This past week has been very busy and very stressful. For a moment, I wondered if I am putting too much stress on myself. I am, after all, trying to finish up my second draft of the novel by the end of the year. Not to mention the reading and the grammar. My life consists of working 8-9 hour days, coming home cooking dinner and working another two to three on personal writing career. It doesn't leave time for much else. I keep thinking, "If I am this busy now, how will I ever be able to manage this and a family?" then I think, that is why I am doing this now...So that I work fulltime as a writer later. The timeline helps keep me focused. It's hard to slack off, when you're on the clock.
On Friday I was really stressed out. I let it creep over into the weekend and I shouldn't have, but sometimes you can't help it. Then today I remembered that God doesn't put you in situations that you can't handle. I know you're probably surprised to hear that coming out of my mouth. I don't even go to church regularly. But I strongly, fervently believe that everything happens for a reason. Every single time I have suffered something good has come out of it. Even the scars that I still carry, they make me the compassionate, intelligent and witty person that I am. People who have never fallen have never tried. Life is about getting bruises. Love is about getting hurt.

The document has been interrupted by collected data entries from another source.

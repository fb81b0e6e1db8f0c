//! Operator alerts for gateways that stay unreachable.
//!
//! The dispatcher decides *when* an alert is due; delivering it is left to
//! an [`AlertNotifier`]. [`LogNotifier`] is the shipped transport and
//! writes the full email envelope to the log.

use async_trait::async_trait;
use chrono::{DateTime, Utc};
use thiserror::Error;
use tracing::{debug, error};

use crate::config::AlertConfig;

/// A sustained failure alert for one gateway.
#[derive(Debug, Clone, PartialEq, Eq)]
pub struct Alert {
    /// Gateway address (host:port)
    pub gateway: String,

    /// Subject configured for the gateway
    pub subject: String,

    /// Body configured for the gateway
    pub body: String,

    /// When the alert was raised
    pub raised_at: DateTime<Utc>,
}

/// Alert delivery errors.
#[derive(Debug, Error)]
pub enum AlertError {
    #[error("alert transport failed: {0}")]
    Transport(String),
}

/// Delivers alerts.
///
/// Returning `Ok` means the alert counts as sent and starts the cooldown.
#[async_trait]
pub trait AlertNotifier: Send + Sync {
    /// Name of this transport, for logs.
    fn name(&self) -> &'static str;

    async fn notify(&self, alert: &Alert) -> Result<(), AlertError>;
}

/// SMTP envelope parameters.
#[derive(Debug, Clone, PartialEq, Eq)]
pub struct EmailSettings {
    pub smtp_server: String,
    pub smtp_server_port: String,
    pub password: String,
    pub from: String,
    /// Recipients as configured, comma separated
    pub to: String,
    /// Non-empty recipients parsed from `to`
    pub recipients: Vec<String>,
}

impl EmailSettings {
    pub fn from_config(config: &AlertConfig) -> Self {
        Self {
            smtp_server: config.smtp_server.clone(),
            smtp_server_port: config.smtp_server_port.clone(),
            password: config.email_password.clone(),
            from: config.email_from.clone(),
            to: config.email_to.clone(),
            recipients: parse_recipients(&config.email_to),
        }
    }

    /// `host:port` of the SMTP server.
    pub fn server_address(&self) -> String {
        format!("{}:{}", self.smtp_server, self.smtp_server_port)
    }

    pub fn has_recipients(&self) -> bool {
        !self.recipients.is_empty()
    }

    /// RFC 5322 message for an alert.
    pub fn render(&self, alert: &Alert) -> String {
        format!(
            "To: {}\r\nSubject: {}\r\n\r\n{}\r\n",
            self.to, alert.subject, alert.body
        )
    }
}

/// Split a comma separated recipient list, ignoring blanks.
pub fn parse_recipients(to: &str) -> Vec<String> {
    to.split(',')
        .map(str::trim)
        .filter(|r| !r.is_empty())
        .map(str::to_string)
        .collect()
}

/// Writes alerts to the log at error level.
#[derive(Debug, Clone)]
pub struct LogNotifier {
    settings: EmailSettings,
}

impl LogNotifier {
    pub fn new(settings: EmailSettings) -> Self {
        Self { settings }
    }

    pub fn settings(&self) -> &EmailSettings {
        &self.settings
    }
}

#[async_trait]
impl AlertNotifier for LogNotifier {
    fn name(&self) -> &'static str {
        "log"
    }

    async fn notify(&self, alert: &Alert) -> Result<(), AlertError> {
        if !self.settings.has_recipients() {
            debug!(gateway = %alert.gateway, "no alert recipients configured, skipping");
            return Ok(());
        }

        error!(
            gateway = %alert.gateway,
            raised_at = %alert.raised_at.to_rfc3339(),
            smtp_server = %self.settings.server_address(),
            from = %self.settings.from,
            to = ?self.settings.recipients,
            subject = %alert.subject,
            body = %alert.body,
            "gateway alert"
        );

        Ok(())
    }
}
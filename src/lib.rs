//! SMS gateway dispatcher.
//!
//! Sends short messages to SMS gateway hardware over a line delimited
//! JSON protocol, choosing gateways by SIM capacity, failing over once,
//! and alerting when a gateway stays unreachable.

pub mod alert;
pub mod cluster;
pub mod codec;
pub mod config;
pub mod dispatch;
pub mod protocol;
pub mod telemetry;
use std::fmt;

use thiserror::Error;

/// Protocol stage a failure happened in.
#[derive(Debug, Clone, Copy, PartialEq, Eq)]
pub enum Stage {
    Login,
    Send,
}

impl Stage {
    pub fn as_str(&self) -> &'static str {
        match self {
            Stage::Login => "login",
            Stage::Send => "send",
        }
    }
}

impl fmt::Display for Stage {
    fn fmt(&self, f: &mut fmt::Formatter<'_>) -> fmt::Result {
        f.write_str(self.as_str())
    }
}

/// Errors talking to a gateway.
#[derive(Debug, Error)]
pub enum GatewayError {
    /// TCP connection could not be established
    #[error("connect failed: {0}")]
    Connect(String),

    /// Read, write or flush failed after connecting
    #[error("{stage} I/O error: {source}")]
    Io {
        stage: Stage,
        #[source]
        source: std::io::Error,
    },

    /// Socket deadline passed during the exchange
    #[error("{stage} timed out")]
    Timeout { stage: Stage },

    /// Gateway closed the connection before a full reply line
    #[error("connection closed during {stage}")]
    Closed { stage: Stage },

    /// Request frame could not be serialized
    #[error("{stage} request could not be encoded: {source}")]
    Encode {
        stage: Stage,
        #[source]
        source: serde_json::Error,
    },

    /// Reply line was not valid JSON
    #[error("{stage} response could not be decoded: {source}")]
    Decode {
        stage: Stage,
        #[source]
        source: serde_json::Error,
    },

    /// Gateway answered `"reply":"error"`
    #[error("{stage} rejected with error_code {code}")]
    Rejected { stage: Stage, code: String },
}

impl GatewayError {
    /// Only unreachable hardware warrants an operator alert.
    pub fn is_alert_eligible(&self) -> bool {
        matches!(self, GatewayError::Connect(_))
    }

    /// Short label for metrics.
    pub fn kind(&self) -> &'static str {
        match self {
            GatewayError::Connect(_) => "connect",
            GatewayError::Io { .. } => "io",
            GatewayError::Timeout { .. } => "timeout",
            GatewayError::Closed { .. } => "closed",
            GatewayError::Encode { .. } => "encode",
            GatewayError::Decode { .. } => "decode",
            GatewayError::Rejected { .. } => "rejected",
        }
    }
}
mod metrics;
mod tracing;

pub use self::metrics::{counters, Metrics};
pub use self::tracing::{init_tracing, TracingConfig};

So today I had lunch with someone who reminded me just how lucky I am. Frederick is a young man from Rwanda. Same age as me he survived genocide, lost both of his arms and lived on the streets. Now he is a painter, a photographer, a teacher, the founder of an international non-profit organization (NGO) and big brother. He tells me that sometimes he gets nervous about having so much responsibility, but if he doesn't do it, who will. He believes in giving back. He was able to come to the US and get Prosthetics in 2002. Not everyone in his country is as lucky. He teaches individuals with disabilities to become a functioning part of society. He brings them off the streets, provides food and shelter, and most importantly an education.
Frederick talks about the genocide in Rwanda. He speaks of the movie Hotel Rwanda and says that it is not truth, that in reality, what happened was more violent, more horrible than anything they could show. He asked me how I felt when I saw it. My answer? Angry, very, very angry. I was angry because I had no real idea what was going on at the time. I was embarrassed that we as a country didn’t do more to aid them. I was 12/13 and was ignorant to things like that, living in a very sheltered world. The fact that it was almost ten years later before I even learned about it, angered me more. Frederick and I were the same age. He should not have had to endure the things that he has. He should not have had to grow up so fast.
I sat with Frederick and remembered that just as he has been given a gift and is meant to do certain things. So am I. It is foolish to believe that it will be easy. Just like everything else in life, if it were easy, we wouldn't bother. I've always been two steps ahead, too focused on the next phase to enjoy the one I'm in. Maybe it's time I focused on the now and what I can to today.